= Beginning of Section =

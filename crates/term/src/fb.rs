//! Framebuffer of styled character cells.

/// 24-bit RGB color.
#[derive(Debug, Clone, Copy, PartialEq, Eq, Default)]
pub struct Rgb {
    pub r: u8,
    pub g: u8,
    pub b: u8,
}

impl Rgb {
    pub const fn new(r: u8, g: u8, b: u8) -> Self {
        Self { r, g, b }
    }
}

impl From<(u8, u8, u8)> for Rgb {
    fn from((r, g, b): (u8, u8, u8)) -> Self {
        Self::new(r, g, b)
    }
}

#[derive(Debug, Clone, Copy, PartialEq, Eq)]
pub struct Style {
    pub fg: Rgb,
    pub bg: Rgb,
    pub bold: bool,
    pub dim: bool,
}

impl Style {
    pub const fn new(fg: Rgb, bg: Rgb) -> Self {
        Self {
            fg,
            bg,
            bold: false,
            dim: false,
        }
    }

    pub const fn bold(mut self) -> Self {
        self.bold = true;
        self
    }

    pub const fn dim(mut self) -> Self {
        self.dim = true;
        self
    }
}

impl Default for Style {
    fn default() -> Self {
        Self::new(Rgb::new(220, 220, 220), Rgb::new(0, 0, 0))
    }
}

/// One terminal cell: a character and its style.
#[derive(Debug, Clone, Copy, PartialEq, Eq)]
pub struct Glyph {
    pub ch: char,
    pub style: Style,
}

impl Glyph {
    pub const fn new(ch: char, style: Style) -> Self {
        Self { ch, style }
    }
}

impl Default for Glyph {
    fn default() -> Self {
        Self::new(' ', Style::default())
    }
}

/// Row-major grid of glyphs addressed by `(x, y)` terminal coordinates.
///
/// Writes outside the grid are dropped.
#[derive(Debug, Clone, PartialEq, Eq)]
pub struct FrameBuffer {
    width: u16,
    height: u16,
    glyphs: Vec<Glyph>,
}

impl FrameBuffer {
    pub fn new(width: u16, height: u16) -> Self {
        Self {
            width,
            height,
            glyphs: vec![Glyph::default(); width as usize * height as usize],
        }
    }

    pub fn width(&self) -> u16 {
        self.width
    }

    pub fn height(&self) -> u16 {
        self.height
    }

    /// Change dimensions, keeping the allocation when it is large enough.
    pub fn resize(&mut self, width: u16, height: u16) {
        if self.width == width && self.height == height {
            return;
        }
        self.width = width;
        self.height = height;
        self.glyphs
            .resize(width as usize * height as usize, Glyph::default());
    }

    pub fn glyphs(&self) -> &[Glyph] {
        &self.glyphs
    }

    #[inline(always)]
    fn idx(&self, x: u16, y: u16) -> Option<usize> {
        (x < self.width && y < self.height)
            .then(|| y as usize * self.width as usize + x as usize)
    }

    pub fn get(&self, x: u16, y: u16) -> Option<Glyph> {
        self.idx(x, y).map(|i| self.glyphs[i])
    }

    pub fn set(&mut self, x: u16, y: u16, glyph: Glyph) {
        if let Some(i) = self.idx(x, y) {
            self.glyphs[i] = glyph;
        }
    }

    pub fn clear(&mut self, glyph: Glyph) {
        self.glyphs.fill(glyph);
    }

    pub fn put_char(&mut self, x: u16, y: u16, ch: char, style: Style) {
        self.set(x, y, Glyph::new(ch, style));
    }

    /// Write a string left to right, clipped at the right edge.
    pub fn put_str(&mut self, x: u16, y: u16, s: &str, style: Style) {
        for (i, ch) in s.chars().enumerate() {
            let Some(cx) = x.checked_add(i as u16).filter(|&cx| cx < self.width) else {
                break;
            };
            self.put_char(cx, y, ch, style);
        }
    }

    /// Write a decimal number without allocating.
    pub fn put_u32(&mut self, x: u16, y: u16, value: u32, style: Style) {
        let mut digits = [0u8; 10];
        let mut n = value;
        let mut len = 0;
        loop {
            digits[len] = b'0' + (n % 10) as u8;
            len += 1;
            n /= 10;
            if n == 0 {
                break;
            }
        }
        for (i, &d) in digits[..len].iter().rev().enumerate() {
            self.put_char(x.saturating_add(i as u16), y, d as char, style);
        }
    }

    pub fn fill_rect(&mut self, x: u16, y: u16, w: u16, h: u16, ch: char, style: Style) {
        for dy in 0..h {
            for dx in 0..w {
                self.put_char(x.saturating_add(dx), y.saturating_add(dy), ch, style);
            }
        }
    }

    /// Text of row `y`, for tests and debugging.
    pub fn row_text(&self, y: u16) -> String {
        (0..self.width)
            .filter_map(|x| self.get(x, y))
            .map(|g| g.ch)
            .collect()
    }
}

= End of Section =

▶ **Exercise details**
Of the lines in the data above, some may include the word "resize"; state how many, with no added words.

▶ **Answer for the task**
2